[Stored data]
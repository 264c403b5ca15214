//! Per-year, per-month, and multi-year transport aggregation.

use crate::source::HourlySource;
use chrono::NaiveDate;
use log::{debug, info};
use serde::{Deserialize, Serialize};
use snodrift_era5::{HourlySeries, HydroYear};
use snodrift_model::sectors::{mean_sector_transport, sector_transport};
use snodrift_model::wind::DEFAULT_DT_SECONDS;
use snodrift_model::{swe, transport, DriftParameters, ModelResult, SectorTransport, TransportResult};
use snodrift_utils::dates::month_start;
use std::collections::BTreeMap;

/// Transport estimate for one hydrological year.
#[derive(Debug, Clone, Copy, PartialEq, Serialize, Deserialize)]
pub struct YearlyTransport {
    pub hydro_year: i32,
    pub result: TransportResult,
}

/// Transport estimate for one calendar month within a hydrological year.
#[derive(Debug, Clone, Copy, PartialEq, Serialize, Deserialize)]
pub struct MonthlyTransport {
    pub hydro_year: i32,
    pub month_start: NaiveDate,
    pub result: TransportResult,
}

/// Explicit per-year outcome: either a computed year with its raw series,
/// or a year the archive had no data for.
#[derive(Debug, Clone, PartialEq)]
pub enum YearDrift {
    Data {
        series: HourlySeries,
        yearly: YearlyTransport,
    },
    NoData {
        hydro_year: i32,
    },
}

/// Yearly and monthly tables plus the raw hourly series that produced them
/// (kept for the wind rose). All three are empty when no year in the range
/// had data.
#[derive(Debug, Clone, Default, PartialEq)]
pub struct DriftTables {
    pub yearly: Vec<YearlyTransport>,
    pub monthly: Vec<MonthlyTransport>,
    pub hourly: Vec<HourlySeries>,
}

impl DriftTables {
    pub fn is_empty(&self) -> bool {
        self.yearly.is_empty()
    }
}

/// Fetch one hydrological year and run the transport model over the whole
/// span. A fetch that yields nothing becomes `YearDrift::NoData`; only
/// invalid parameters produce an error.
pub async fn compute_for_year<S: HourlySource>(
    source: &S,
    lat: f64,
    lon: f64,
    hydro_year: i32,
    params: &DriftParameters,
) -> ModelResult<YearDrift> {
    let year = HydroYear(hydro_year);
    let series = match source.fetch_hourly(lat, lon, year.start(), year.end()).await {
        Some(series) if !series.is_empty() => series,
        _ => return Ok(YearDrift::NoData { hydro_year }),
    };

    let swe_total = swe::total_swe(&series.temperatures(), &series.precipitations())?;
    let result = transport::compute(params, swe_total, &series.wind_speeds(), DEFAULT_DT_SECONDS)?;
    debug!(
        "hydro year {hydro_year}: {} hours, Swe {swe_total:.1} mm, Qt {:.0} kg/m",
        series.len(),
        result.qt_kg_m
    );

    Ok(YearDrift::Data {
        series,
        yearly: YearlyTransport { hydro_year, result },
    })
}

/// Break an already-fetched year into calendar months and run the model
/// once per month.
///
/// Grouping is by each row's own calendar month-start, so a hydrological
/// year correctly covers Jul-Dec of Y followed by Jan-Jun of Y+1.
pub fn compute_monthly(
    series: &HourlySeries,
    hydro_year: i32,
    params: &DriftParameters,
) -> ModelResult<Vec<MonthlyTransport>> {
    let mut groups: BTreeMap<NaiveDate, (Vec<f64>, Vec<f64>, Vec<f64>)> = BTreeMap::new();
    for obs in &series.observations {
        let month = month_start(&obs.time.date());
        let (temps, precip, wind) = groups.entry(month).or_default();
        temps.push(obs.temperature_c);
        precip.push(obs.precipitation_mm);
        wind.push(obs.wind_speed_ms);
    }

    let mut rows = Vec::with_capacity(groups.len());
    for (month, (temps, precip, wind)) in groups {
        let swe_month = swe::total_swe(&temps, &precip)?;
        let result = transport::compute(params, swe_month, &wind, DEFAULT_DT_SECONDS)?;
        rows.push(MonthlyTransport {
            hydro_year,
            month_start: month,
            result,
        });
    }
    Ok(rows)
}

/// Run the model over hydrological years `year_start..=year_end`.
///
/// Years without data are absent from both tables rather than represented
/// as null rows; an entirely empty range yields empty tables and is the
/// caller's "no data for period" signal.
pub async fn aggregate_range<S: HourlySource>(
    source: &S,
    lat: f64,
    lon: f64,
    year_start: i32,
    year_end: i32,
    params: &DriftParameters,
) -> ModelResult<DriftTables> {
    let mut outcomes = Vec::new();
    for hydro_year in year_start..=year_end {
        outcomes.push(compute_for_year(source, lat, lon, hydro_year, params).await?);
    }

    let mut tables = DriftTables::default();
    for outcome in outcomes {
        match outcome {
            YearDrift::NoData { hydro_year } => {
                info!("No hourly data for hydro year {hydro_year}, skipping");
            }
            YearDrift::Data { series, yearly } => {
                tables
                    .monthly
                    .extend(compute_monthly(&series, yearly.hydro_year, params)?);
                tables.yearly.push(yearly);
                tables.hourly.push(series);
            }
        }
    }
    Ok(tables)
}

/// Average 16-sector transport across the supplied raw series (arithmetic
/// mean per sector over the series count). `None` when the list is empty.
pub fn build_wind_rose(series_list: &[HourlySeries]) -> ModelResult<Option<SectorTransport>> {
    let mut vectors = Vec::with_capacity(series_list.len());
    for series in series_list {
        vectors.push(sector_transport(
            &series.wind_speeds(),
            &series.wind_directions(),
            DEFAULT_DT_SECONDS,
        )?);
    }
    Ok(mean_sector_transport(&vectors))
}

#[cfg(test)]
mod tests {
    use super::*;
    use crate::source::HourlySource;
    use async_trait::async_trait;
    use chrono::{Datelike, NaiveDateTime, TimeDelta};
    use snodrift_era5::HourlyObservation;
    use snodrift_model::wind::potential_transport;
    use snodrift_model::Control;
    use std::collections::HashMap;

    const PARAMS: DriftParameters = DriftParameters {
        transport_distance_m: 3000.0,
        fetch_distance_m: 30000.0,
        relocation_coefficient: 0.5,
    };

    /// Stub archive keyed by the calendar year of the requested span start
    /// (July 1 of the hydro year).
    struct StubSource {
        years: HashMap<i32, HourlySeries>,
    }

    #[async_trait]
    impl HourlySource for StubSource {
        async fn fetch_hourly(
            &self,
            _lat: f64,
            _lon: f64,
            start: NaiveDateTime,
            _end: NaiveDateTime,
        ) -> Option<HourlySeries> {
            self.years.get(&start.date().year()).cloned()
        }
    }

    fn constant_year(hydro_year: i32, hours: usize, temp: f64, precip: f64, ws: f64) -> HourlySeries {
        let start = HydroYear(hydro_year).start();
        let observations = (0..hours)
            .map(|h| HourlyObservation {
                time: start + TimeDelta::hours(h as i64),
                temperature_c: temp,
                precipitation_mm: precip,
                wind_speed_ms: ws,
                wind_direction_deg: 90.0,
            })
            .collect();
        HourlySeries { observations }
    }

    #[tokio::test]
    async fn test_compute_for_year_no_data() {
        let source = StubSource {
            years: HashMap::new(),
        };
        let outcome = compute_for_year(&source, 60.5, 8.25, 2020, &PARAMS)
            .await
            .unwrap();
        assert_eq!(outcome, YearDrift::NoData { hydro_year: 2020 });
    }

    #[tokio::test]
    async fn test_compute_for_year_with_data() {
        let mut years = HashMap::new();
        // 100 cold wet hours: Swe 100 mm.
        years.insert(2020, constant_year(2020, 100, -3.0, 1.0, 8.0));
        let source = StubSource { years };

        let outcome = compute_for_year(&source, 60.5, 8.25, 2020, &PARAMS)
            .await
            .unwrap();
        let YearDrift::Data { series, yearly } = outcome else {
            panic!("expected data for 2020");
        };
        assert_eq!(series.len(), 100);
        assert_eq!(yearly.hydro_year, 2020);
        assert_eq!(yearly.result.srwe_mm, 50.0);
        // Qspot = 0.5 * 3000 * 100 well above 100 hours of 8 m/s wind.
        assert_eq!(yearly.result.control, Control::WindControlled);
    }

    #[tokio::test]
    async fn test_invalid_parameters_are_fatal() {
        let mut years = HashMap::new();
        years.insert(2020, constant_year(2020, 10, -3.0, 1.0, 8.0));
        let source = StubSource { years };
        let params = DriftParameters {
            transport_distance_m: 0.0,
            ..PARAMS
        };
        assert!(compute_for_year(&source, 60.5, 8.25, 2020, &params)
            .await
            .is_err());
    }

    #[test]
    fn test_monthly_grouping_crosses_calendar_years() {
        // Full hydro year: Jul 2020 .. Jun 2021, 365 days.
        let series = constant_year(2020, 365 * 24, -1.0, 0.1, 6.0);
        let rows = compute_monthly(&series, 2020, &PARAMS).unwrap();
        assert_eq!(rows.len(), 12);
        assert_eq!(
            rows.first().unwrap().month_start,
            NaiveDate::from_ymd_opt(2020, 7, 1).unwrap()
        );
        assert_eq!(
            rows.last().unwrap().month_start,
            NaiveDate::from_ymd_opt(2021, 6, 1).unwrap()
        );
        // Chronological order across the year boundary.
        let months: Vec<NaiveDate> = rows.iter().map(|r| r.month_start).collect();
        let mut sorted = months.clone();
        sorted.sort();
        assert_eq!(months, sorted);
        assert!(rows.iter().all(|r| r.hydro_year == 2020));
    }

    #[test]
    fn test_monthly_qupot_sums_to_yearly() {
        let series = constant_year(2020, 365 * 24, -1.0, 0.1, 6.0);
        let rows = compute_monthly(&series, 2020, &PARAMS).unwrap();
        let monthly_total: f64 = rows.iter().map(|r| r.result.qupot_kg_m).sum();
        let yearly = potential_transport(&series.wind_speeds(), DEFAULT_DT_SECONDS);
        // Qupot is a linear sum over hours, so the grouping cannot change it.
        assert!((monthly_total - yearly).abs() / yearly < 1e-9);
    }

    #[tokio::test]
    async fn test_aggregate_range_skips_missing_years() {
        let mut years = HashMap::new();
        years.insert(2019, constant_year(2019, 48, -2.0, 0.5, 7.0));
        years.insert(2021, constant_year(2021, 48, -2.0, 0.5, 7.0));
        let source = StubSource { years };

        let tables = aggregate_range(&source, 60.5, 8.25, 2019, 2021, &PARAMS)
            .await
            .unwrap();
        let computed: Vec<i32> = tables.yearly.iter().map(|y| y.hydro_year).collect();
        assert_eq!(computed, vec![2019, 2021]);
        assert_eq!(tables.hourly.len(), 2);
        assert!(tables.monthly.iter().all(|m| m.hydro_year != 2020));
    }

    #[tokio::test]
    async fn test_aggregate_range_all_empty() {
        let source = StubSource {
            years: HashMap::new(),
        };
        let tables = aggregate_range(&source, 60.5, 8.25, 2015, 2020, &PARAMS)
            .await
            .unwrap();
        assert!(tables.is_empty());
        assert!(tables.yearly.is_empty());
        assert!(tables.monthly.is_empty());
        assert!(tables.hourly.is_empty());
    }

    #[test]
    fn test_wind_rose_mean_and_conservation() {
        let a = constant_year(2019, 24, -2.0, 0.5, 7.0);
        let b = constant_year(2020, 24, -2.0, 0.5, 9.0);
        let rose = build_wind_rose(&[a.clone(), b.clone()]).unwrap().unwrap();

        // All stub wind blows from 90 degrees: everything lands in E.
        assert!(rose.0[4] > 0.0);
        assert_eq!(rose.0.iter().filter(|v| **v > 0.0).count(), 1);

        let expected = (potential_transport(&a.wind_speeds(), DEFAULT_DT_SECONDS)
            + potential_transport(&b.wind_speeds(), DEFAULT_DT_SECONDS))
            / 2.0;
        assert!((rose.total() - expected).abs() / expected < 1e-9);
    }

    #[test]
    fn test_wind_rose_empty_input() {
        assert_eq!(build_wind_rose(&[]).unwrap(), None);
    }
}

--- Exercise directions ---
Quote, with nothing altered, all lines from the start of the entries to the line that carries "use snodrift_model::wind::DEFAULT_DT_SECONDS;", inclusive.

--- Finished exercise ---
repository 264c403b5ca15214
//! Per-year, per-month, and multi-year transport aggregation.

use crate::source::HourlySource;
use chrono::NaiveDate;
use log::{debug, info};
use serde::{Deserialize, Serialize};
use snodrift_era5::{HourlySeries, HydroYear};
use snodrift_model::sectors::{mean_sector_transport, sector_transport};
use snodrift_model::wind::DEFAULT_DT_SECONDS;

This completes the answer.